More often we hear about Gcode and the need to change it according to personal preferences. Gcode is a real language and allows us to make our CNC machine do anything. We can change the welcome message, insert a melody, until we conceptually change the movements. The interface that allows you to create Gcodes suitable for our 3d printers are special software called Slicer.
Many times in this blog we have talked about slicers, particular programs designed to transform a model into machine language, the GCODE. These software create the paths that the nozzle will have to make and determine how much material to deposit, in total autonomy, to form the finished object.
It is true that human intervention and intelligence can be useful in finding the best position in which a given object should be printed to minimize the supports or possible errors, as well as it is decisive for various settings, depending on the type of material in use or other factors that the machine can not know.
Once this is done, however, the software proceeds autonomously to form the GCODE, that is, the set of movements combined with extrusion that are performed in the order and with the perfect times, typical of electronic brains, that create our object, exactly as it was thought and designed.
What do we need to know about Gcode commands then? If the software does everything by itself, why should we intervene and communicate with the machine?
The answer to these questions, which anyone will have asked themselves at this point, is one and simple: Customization.
We know that each machine is different, as components, project and software, (of course I’m talking about different models and brands, equal machines will behave in the same way) and as different will have different defects.
To get to correct these defects or simply if we want our machine to perform certain operations at the beginning or at the end of a print we could impose it by adding the commands of the GCODE.
For example, for a lower power consumption we could tell our machine to turn off the nozzle, the plate and the motors at the end of the job, in this way we could not be present at the end of the print, but we could also introduce ourselves a few hours later knowing that we have not “paid” that time. Or, if we had a probe for the levelling of the plate we could decide to level the plate to the probe before each print, to be sure of an excellent result.
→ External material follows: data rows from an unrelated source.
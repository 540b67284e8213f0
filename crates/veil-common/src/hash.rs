//! CRC-32 name hashing.
//!
//! IEEE 802.3 polynomial in reflected form (`0xEDB88320`), initial value and
//! final xor `0xFFFFFFFF`. This is the checksum used by zlib and PNG, so
//! values can be cross-checked with any standard tool.
//!
//! The function is `const` so hashed names can be baked into constants at the
//! call site and never recomputed at runtime.

const POLYNOMIAL: u32 = 0xEDB8_8320;

const TABLE: [u32; 256] = build_table();

const fn build_table() -> [u32; 256] {
    let mut table = [0u32; 256];
    let mut i = 0;
    while i < 256 {
        let mut crc = i as u32;
        let mut bit = 0;
        while bit < 8 {
            crc = if crc & 1 != 0 {
                POLYNOMIAL ^ (crc >> 1)
            } else {
                crc >> 1
            };
            bit += 1;
        }
        table[i] = crc;
        i += 1;
    }
    table
}

/// CRC-32 of `bytes`.
pub const fn crc32(bytes: &[u8]) -> u32 {
    let mut crc = !0u32;
    let mut i = 0;
    while i < bytes.len() {
        let index = ((crc ^ bytes[i] as u32) & 0xFF) as usize;
        crc = TABLE[index] ^ (crc >> 8);
        i += 1;
    }
    !crc
}
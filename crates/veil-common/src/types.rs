mod color;
mod geometry;

pub use color::*;
pub use geometry::*;

#[cfg(test)]
mod tests {
    use super::*;

    #[test]
    fn size_fits_within() {
        let fb = Size2D::new(64, 64);
        assert!(Size2D::new(64, 64).fits_within(fb));
        assert!(Size2D::new(32, 64).fits_within(fb));
        assert!(!Size2D::new(65, 64).fits_within(fb));
        assert!(!Size2D::new(64, 128).fits_within(fb));
    }

    #[test]
    fn size_is_empty() {
        assert!(Size2D::new(0, 10).is_empty());
        assert!(Size2D::new(10, 0).is_empty());
        assert!(!Size2D::new(1, 1).is_empty());
    }

    #[test]
    fn mip_size_halves_and_clamps() {
        let s = Size2D::new(64, 16);
        assert_eq!(s.mip(0), Size2D::new(64, 16));
        assert_eq!(s.mip(1), Size2D::new(32, 8));
        assert_eq!(s.mip(5), Size2D::new(2, 1));
        assert_eq!(s.mip(9), Size2D::new(1, 1));
    }

    #[test]
    fn full_mip_chain_length() {
        assert_eq!(Size2D::new(1, 1).full_mip_chain(), 1);
        assert_eq!(Size2D::new(64, 64).full_mip_chain(), 7);
        assert_eq!(Size2D::new(1280, 720).full_mip_chain(), 11);
    }

    #[test]
    fn rect_from_size_starts_at_origin() {
        let r = Rect2D::from_size(Size2D::new(640, 480));
        assert_eq!(r, Rect2D::new(0, 0, 640, 480));
        assert_eq!(r.max_x(), 640);
        assert_eq!(r.max_y(), 480);
    }

    #[test]
    fn size_serialization() {
        let s = Size2D::new(1920, 1080);
        let json = serde_json::to_string(&s).unwrap();
        let deserialized: Size2D = serde_json::from_str(&json).unwrap();
        assert_eq!(s, deserialized);
    }

    #[test]
    fn color_from_hex_6() {
        let c = Color::from_hex("#ff8800").unwrap();
        assert_eq!(c, Color::from_rgba(255, 136, 0, 255));
    }

    #[test]
    fn color_from_hex_8() {
        let c = Color::from_hex("ff880080").unwrap();
        assert_eq!(c, Color::from_rgba(255, 136, 0, 128));
    }

    #[test]
    fn color_from_hex_invalid() {
        assert!(Color::from_hex("zzzzzz").is_none());
        assert!(Color::from_hex("#abc").is_none());
        assert!(Color::from_hex("").is_none());
    }

    #[test]
    fn color_to_f32_normalizes() {
        let c = Color::from_rgba(255, 0, 51, 255);
        let [r, g, b, a] = c.to_f32();
        assert!((r - 1.0).abs() < f32::EPSILON);
        assert_eq!(g, 0.0);
        assert!((b - 0.2).abs() < 1e-6);
        assert!((a - 1.0).abs() < f32::EPSILON);
    }
}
These changes can be made in 2 ways:
1 – Through the slicer. Each slicer has a special space where to insert the head and tail Gcode. Once we have found this space, we just need to add the lines of code corresponding to the commands we want to give and the machine will automatically complete them in each print. An example of a rather common start and end Gcode is the following:
- G28 X0 Y0 Z0 – Home all axes
- M107 – Turns off the layer fan if it is on
- G1 F200 E3 – Extrudes a small amount of filament to ensure that the wire is loaded
- G28 X0 Y0 – Return to zero in x and y
- M104 S0 – Extruder power off
- M140 S0 – Flat switch-off
- G1 E1 F200 – Portrays a little filament
- M84 – Turn off engines
2- As a second method, less orthodox than the first, we can have our favorite slicer process the gcode and then open the file with the notepad. Through the notepad we will see all the commands and we can intervene adding or removing commands at will. With this method you can also intervene in the heart of the processing, inserting pauses or any other high command to meet our needs. Obviously going to touch a gcode is not easy and if you are not an expert you risk to have more damage than benefits.
Having said this as promised here is the list of Gcode commands, a kind of dictionary Man-Machine-Machine-Man. As for the languages it will not be enough to know the words but you will have to compose real phrases, you will have to follow the correct order of the commands if you want to be understood by your interlocutor: the machine.